Festivals du 11/9/2015 au 20/9/2015 Terminé
Galerie Vasli Souza Gustav Adolfs Torg 10B 211 39 Malmö Suède
Presented during the Malmö's Fotobiennal : Zanele Muholi.Galerie Vasli Souza Gustav Adolfs Torg 10B 211 39 Malmö Suède
Zanele Muholi is a visual activist born in Umlazi, Durban, in 1972, and currently living in Cape Town.
Prior to her photographic journeys into black female sexualities and genders in Africa, she worked as a human/lesbian rights activist with members in her community, raising the many issues facing black lesbian women living in South Africa today. She worked as a reporter and photographer for Behind the Mask (www.mask.org.za), an LGBTI website, bearing witness to countless acts of violent hate crimes against many of her friends and community members. She later researched and documented early cases of hate crimes. In 2002, she co-founded theForum for the Empowerment of Women (FEW, www.few.org.za), a black lesbian organization based in Gauteng, dedicated to providing a safe space for women loving women to meet and organize. She then spent more than three years researching and documenting hate crimes in order to bring the realities of ‘curative rape’, assault, HIV and brutal murders of black lesbians to public attention.

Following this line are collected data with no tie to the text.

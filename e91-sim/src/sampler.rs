//! Measurement sampling over a state's outcome distribution.
//!
//! Batch sampling draws `shots` independent outcomes from the *same* fixed
//! distribution without mutating the state: each shot models an independent
//! fresh preparation of the circuit, not repeated measurement of one
//! collapsed run.

use rand::Rng;

use crate::error::{SimResult, SimulationError};
use crate::state::{Outcome, TwoQubitState, NORM_TOLERANCE};

/// Occurrence counts per joint outcome label, accumulated over a batch of
/// shots. The four counts always sum to the number of recorded shots.
#[derive(Debug, Clone, Copy, Default, PartialEq, Eq)]
pub struct OutcomeCounts {
    counts: [u64; 4],
}

impl OutcomeCounts {
    pub fn new() -> Self {
        Self::default()
    }

    /// Build counts directly from per-label totals, in [`Outcome::index`]
    /// order: [(0,0), (0,1), (1,0), (1,1)].
    pub fn from_counts(counts: [u64; 4]) -> Self {
        Self { counts }
    }

    /// Record one observed outcome.
    pub fn record(&mut self, outcome: Outcome) {
        self.counts[outcome.index()] += 1;
    }

    pub fn count(&self, outcome: Outcome) -> u64 {
        self.counts[outcome.index()]
    }

    /// Total number of recorded shots.
    pub fn total(&self) -> u64 {
        self.counts.iter().sum()
    }

    /// Shots where both parties saw the same bit: N(0,0) + N(1,1).
    pub fn same(&self) -> u64 {
        self.counts[Outcome::new(0, 0).index()] + self.counts[Outcome::new(1, 1).index()]
    }

    /// Shots where the parties disagreed: N(0,1) + N(1,0).
    pub fn different(&self) -> u64 {
        self.counts[Outcome::new(0, 1).index()] + self.counts[Outcome::new(1, 0).index()]
    }
}

/// Draws measurement outcomes from a state.
///
/// The random generator is threaded in explicitly so callers control
/// seeding and reproducibility; tests substitute either a seeded `StdRng`
/// or a scripted implementation of this trait.
pub trait Sampler {
    /// Draw a single joint outcome according to the state's probabilities.
    fn sample_once<R: Rng + ?Sized>(
        &mut self,
        state: &TwoQubitState,
        rng: &mut R,
    ) -> SimResult<Outcome>;

    /// Draw `shots` independent outcomes and accumulate counts.
    ///
    /// Fails with [`SimulationError::InvalidShots`] when `shots` is zero.
    fn sample_counts<R: Rng + ?Sized>(
        &mut self,
        state: &TwoQubitState,
        shots: u64,
        rng: &mut R,
    ) -> SimResult<OutcomeCounts> {
        if shots == 0 {
            return Err(SimulationError::InvalidShots(shots));
        }
        let mut counts = OutcomeCounts::new();
        for _ in 0..shots {
            counts.record(self.sample_once(state, rng)?);
        }
        Ok(counts)
    }
}

/// Production sampler: inverse-CDF draw over [`TwoQubitState::probabilities`].
#[derive(Debug, Clone, Copy, Default)]
pub struct StateSampler;

impl Sampler for StateSampler {
    fn sample_once<R: Rng + ?Sized>(
        &mut self,
        state: &TwoQubitState,
        rng: &mut R,
    ) -> SimResult<Outcome> {
        let probs = state.probabilities()?;
        let draw: f64 = rng.gen();
        let mut cumulative = 0.0;
        for (index, p) in probs.iter().enumerate() {
            cumulative += p;
            if draw < cumulative {
                return Ok(Outcome::from_index(index));
            }
        }
        // Fallback for the floating-point edge where the draw lands in the
        // sliver above the accumulated sum; the normalization check bounds
        // that sliver at NORM_TOLERANCE.
        if (cumulative - 1.0).abs() <= NORM_TOLERANCE {
            let index = probs.iter().rposition(|&p| p > 0.0).unwrap_or(0);
            return Ok(Outcome::from_index(index));
        }
        Err(SimulationError::Sampling(format!(
            "draw {} not covered by outcome distribution {:?}",
            draw, probs
        )))
    }
}

#[cfg(test)]
mod tests {
    use super::*;
    use crate::state::Particle;
    use rand::rngs::StdRng;
    use rand::SeedableRng;

    #[test]
    fn counts_sum_exactly_to_shots() {
        let mut rng = StdRng::seed_from_u64(7);
        let state = TwoQubitState::prepare_entangled().rotate_basis(Particle::Bob, 22.5);
        for shots in [1u64, 2, 17, 1024] {
            let counts = StateSampler.sample_counts(&state, shots, &mut rng).unwrap();
            assert_eq!(counts.total(), shots);
            assert_eq!(counts.same() + counts.different(), shots);
        }
    }

    #[test]
    fn zero_shots_is_rejected() {
        let mut rng = StdRng::seed_from_u64(7);
        let state = TwoQubitState::prepare_entangled();
        assert_eq!(
            StateSampler.sample_counts(&state, 0, &mut rng),
            Err(SimulationError::InvalidShots(0))
        );
    }

    #[test]
    fn deterministic_state_yields_deterministic_outcomes() {
        let mut rng = StdRng::seed_from_u64(7);
        let state = TwoQubitState::basis_state(Outcome::new(1, 0));
        for _ in 0..64 {
            let outcome = StateSampler.sample_once(&state, &mut rng).unwrap();
            assert_eq!(outcome, Outcome::new(1, 0));
        }
    }

    #[test]
    fn seeded_sampling_is_reproducible() {
        let state = TwoQubitState::prepare_entangled().rotate_basis(Particle::Alice, 45.0);
        let mut rng_a = StdRng::seed_from_u64(1234);
        let mut rng_b = StdRng::seed_from_u64(1234);
        let counts_a = StateSampler.sample_counts(&state, 500, &mut rng_a).unwrap();
        let counts_b = StateSampler.sample_counts(&state, 500, &mut rng_b).unwrap();
        assert_eq!(counts_a, counts_b);
    }

    #[test]
    fn bell_state_sampling_stays_correlated() {
        // |Φ+⟩ measured at equal angles never produces mismatched bits.
        let mut rng = StdRng::seed_from_u64(99);
        let state = TwoQubitState::prepare_entangled()
            .rotate_basis(Particle::Alice, 45.0)
            .rotate_basis(Particle::Bob, 45.0);
        let counts = StateSampler.sample_counts(&state, 2000, &mut rng).unwrap();
        assert_eq!(counts.different(), 0);
        assert_eq!(counts.same(), 2000);
    }
}
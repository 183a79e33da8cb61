//! Request handlers for the three protocol phases.
//!
//! Each handler validates its input, runs the corresponding orchestrator
//! with a fresh per-request generator (no shared mutable RNG across
//! concurrent requests), and maps core errors onto HTTP statuses.

use axum::{http::StatusCode, Json};
use rand::rngs::StdRng;
use rand::SeedableRng;

use e91_sim::prelude::*;

use crate::models::*;

type ApiResult<T> = Result<Json<T>, (StatusCode, Json<ErrorBody>)>;

/// Round to 4 decimals for response bodies; the core stays full precision.
fn round4(value: f64) -> f64 {
    (value * 10_000.0).round() / 10_000.0
}

fn bad_request(message: impl Into<String>) -> (StatusCode, Json<ErrorBody>) {
    (
        StatusCode::BAD_REQUEST,
        Json(ErrorBody {
            error: message.into(),
        }),
    )
}

/// Invalid input is the caller's fault; anything else is an internal error.
fn core_error(err: SimulationError) -> (StatusCode, Json<ErrorBody>) {
    let status = if err.is_invalid_input() {
        StatusCode::BAD_REQUEST
    } else {
        log::error!("simulation failed: {}", err);
        StatusCode::INTERNAL_SERVER_ERROR
    };
    (
        status,
        Json(ErrorBody {
            error: err.to_string(),
        }),
    )
}

pub async fn chsh_handler(Json(request): Json<ChshRequest>) -> ApiResult<ChshResponse> {
    if request.shots == 0 {
        return Err(bad_request("shots must be a positive integer"));
    }

    let mut rng = StdRng::from_entropy();
    let config = ChshConfig {
        shots: request.shots,
    };
    let report = verify_chsh(&config, &mut StateSampler, &mut rng).map_err(core_error)?;

    log::info!(
        "phase1 chsh: shots={} S={:.4} violation={}",
        request.shots,
        report.s_value,
        report.violation
    );

    Ok(Json(ChshResponse {
        s_value: round4(report.s_value),
        correlations: report.correlations.map(round4),
        violation: report.violation,
    }))
}

pub async fn keygen_handler(Json(request): Json<KeyGenRequest>) -> ApiResult<RawKeyMaterial> {
    if request.count == 0 {
        return Err(bad_request("count must be a positive integer"));
    }

    let mut rng = StdRng::from_entropy();
    let config = KeyGenConfig {
        count: request.count,
    };
    let material = generate_raw_key(&config, &mut StateSampler, &mut rng).map_err(core_error)?;

    log::info!("phase2 keygen: count={}", request.count);

    Ok(Json(material))
}

pub async fn attack_handler(Json(request): Json<AttackRequest>) -> ApiResult<AttackResponse> {
    if request.shots == 0 {
        return Err(bad_request("shots must be a positive integer"));
    }
    if !(0.0..=1.0).contains(&request.intercept_prob) {
        return Err(bad_request("intercept_prob must lie in [0, 1]"));
    }

    let mut rng = StdRng::from_entropy();
    let config = AttackConfig {
        shots: request.shots,
        intercept_prob: request.intercept_prob,
    };
    let report =
        simulate_intercept_resend(&config, &mut StateSampler, &mut rng).map_err(core_error)?;

    log::info!(
        "phase3 attack: shots={} intercept_prob={} S={:.4} secure={}",
        request.shots,
        request.intercept_prob,
        report.s_value,
        report.is_secure
    );

    Ok(Json(AttackResponse {
        s_value: round4(report.s_value),
        correlations: report.correlations,
        is_secure: report.is_secure,
        eve_active: report.eve_active,
    }))
}

pub async fn health_handler() -> Json<serde_json::Value> {
    Json(serde_json::json!({ "status": "ok" }))
}
use std::env;
use std::path::PathBuf;

use crate::error::ConfigError;

pub const DEFAULT_SEEN_FILE: &str = "xhs_seen.json";
pub const DEFAULT_RENDER_URL: &str = "http://localhost:3000";
pub const DEFAULT_MAX_PER_KEYWORD: usize = 20;
pub const DEFAULT_USER_AGENT: &str = "Mozilla/5.0 (Windows NT 10.0; Win64; x64) \
     AppleWebKit/537.36 (KHTML, like Gecko) Chrome/120.0.0.0 Safari/537.36";

/// Everything the watcher reads from the environment. Missing messaging
/// credentials do not fail configuration; they force dry-run delivery.
#[derive(Debug, Clone)]
pub struct WatchConfig {
    pub keywords: Vec<String>,
    pub bot_token: Option<String>,
    pub chat_id: Option<String>,
    pub dry_run: bool,
    pub headless: bool,
    pub cookie: Option<String>,
    pub user_agent: String,
    pub render_url: String,
    pub render_token: Option<String>,
    pub seen_file: PathBuf,
    pub max_per_keyword: usize,
}

impl WatchConfig {
    pub fn from_env() -> Result<Self, ConfigError> {
        let max_per_keyword = match non_empty_var("MAX_POSTS_PER_KEYWORD") {
            Some(raw) => raw
                .parse::<usize>()
                .map_err(|_| ConfigError::InvalidValue {
                    field: "MAX_POSTS_PER_KEYWORD".to_string(),
                    value: raw,
                })?,
            None => DEFAULT_MAX_PER_KEYWORD,
        };

        let render_url = non_empty_var("BROWSERLESS_URL")
            .unwrap_or_else(|| DEFAULT_RENDER_URL.to_string());
        validate_service_url("BROWSERLESS_URL", &render_url)?;

        Ok(Self {
            keywords: parse_keywords(&env::var("KEYWORDS").unwrap_or_default()),
            bot_token: non_empty_var("TG_BOT_TOKEN"),
            chat_id: non_empty_var("TG_CHAT_ID"),
            dry_run: flag_enabled(&env::var("DRY_RUN").unwrap_or_default()),
            headless: parse_toggle(&env::var("HEADLESS").unwrap_or_default()),
            cookie: non_empty_var("XHS_COOKIE"),
            user_agent: non_empty_var("USER_AGENT")
                .unwrap_or_else(|| DEFAULT_USER_AGENT.to_string()),
            render_url,
            render_token: non_empty_var("BROWSERLESS_TOKEN"),
            seen_file: PathBuf::from(
                non_empty_var("SEEN_FILE").unwrap_or_else(|| DEFAULT_SEEN_FILE.to_string()),
            ),
            max_per_keyword,
        })
    }

    /// Both halves of the bot credentials, or None when either is missing.
    pub fn credentials(&self) -> Option<(&str, &str)> {
        match (self.bot_token.as_deref(), self.chat_id.as_deref()) {
            (Some(token), Some(chat_id)) => Some((token, chat_id)),
            _ => None,
        }
    }

    /// Dry-run requested explicitly, or forced by missing credentials.
    pub fn effective_dry_run(&self) -> bool {
        self.dry_run || self.credentials().is_none()
    }
}

/// Comma or newline separated keyword list; blanks dropped, order preserved.
pub fn parse_keywords(raw: &str) -> Vec<String> {
    raw.replace('\n', ",")
        .split(',')
        .map(str::trim)
        .filter(|part| !part.is_empty())
        .map(str::to_string)
        .collect()
}

/// Opt-out toggle: only `0`, `false` and `no` disable; everything else
/// (including unset) leaves it on.
pub fn parse_toggle(raw: &str) -> bool {
    !matches!(
        raw.trim().to_lowercase().as_str(),
        "0" | "false" | "no"
    )
}

/// Opt-in flag: only `1`, `true` and `yes` enable.
pub fn flag_enabled(raw: &str) -> bool {
    matches!(raw.trim().to_lowercase().as_str(), "1" | "true" | "yes")
}

pub fn validate_service_url(field: &str, value: &str) -> Result<(), ConfigError> {
    if value.starts_with("http://") || value.starts_with("https://") {
        Ok(())
    } else {
        Err(ConfigError::InvalidUrl {
            field: field.to_string(),
            detail: format!("expected http(s) URL, got '{value}'"),
        })
    }
}

fn non_empty_var(name: &str) -> Option<String> {
    env::var(name)
        .ok()
        .map(|value| value.trim().to_string())
        .filter(|value| !value.is_empty())
}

Muholi completed an Advanced Photography course at the Market Photo Workshop in Newtown in 2003, and held her first solo exhibition at the Johannesburg Art Gallery in 2004. Between 2007 and 2009, she studied for her MFA in Documentary Media at Ryerson University in Toronto, producing a thesis that maps the visual history of black lesbian identity and politics in post-apartheid South Africa. In 2009, she received a Fanny Ann Eddy accolade from IRN-Africa for outstanding contributions to the study and advocacy of sexualities in Africa. Also in 2009 Muholi was a Jean-Paul Blachère award-winner at the Rencontres de Bamako, African Photography Biennial, also winning the Casa Africa award for best female photographer living in Africa. Two books have been published on her work: Only Half the Picture (2006) and Faces & Phases (2010). She has contributed her photography to many queer and art publications and academic journals.
Muholi’s work has featured on numerous exhibitions including the 29th São Paulo Biennial, Brazil (2010); Figures and Fictions: Contemporary South African photography at the V&A Museum, London (2011); Face of Our Time II at the San Francisco Museum of Modern Art (2011); Appropriated Landscapes at the Walther Collection, Neu-Ulm/Burlafingen, Germany (2011); and Lesbians Seeing Lesbians at the Leslie/Lohman Gallery in New York (2011).
Her award-winning documentary Difficult Love (2010) has shown at, among others, the InsideOUT film festival, Toronto; CinemAfrica Film Festival, Sweden; the 26th Gay/Lesbian Film Festival, Torino, Italy; Afrykamera film festival, Poland; the Stockholm Pride festival, Sweden; the film festival of Douarnenez, France; the Tri Continental film festival, South Africa; Africa in the Picture film festival, Amsterdam; and Side by Side film festival, St Petersburg, Russia.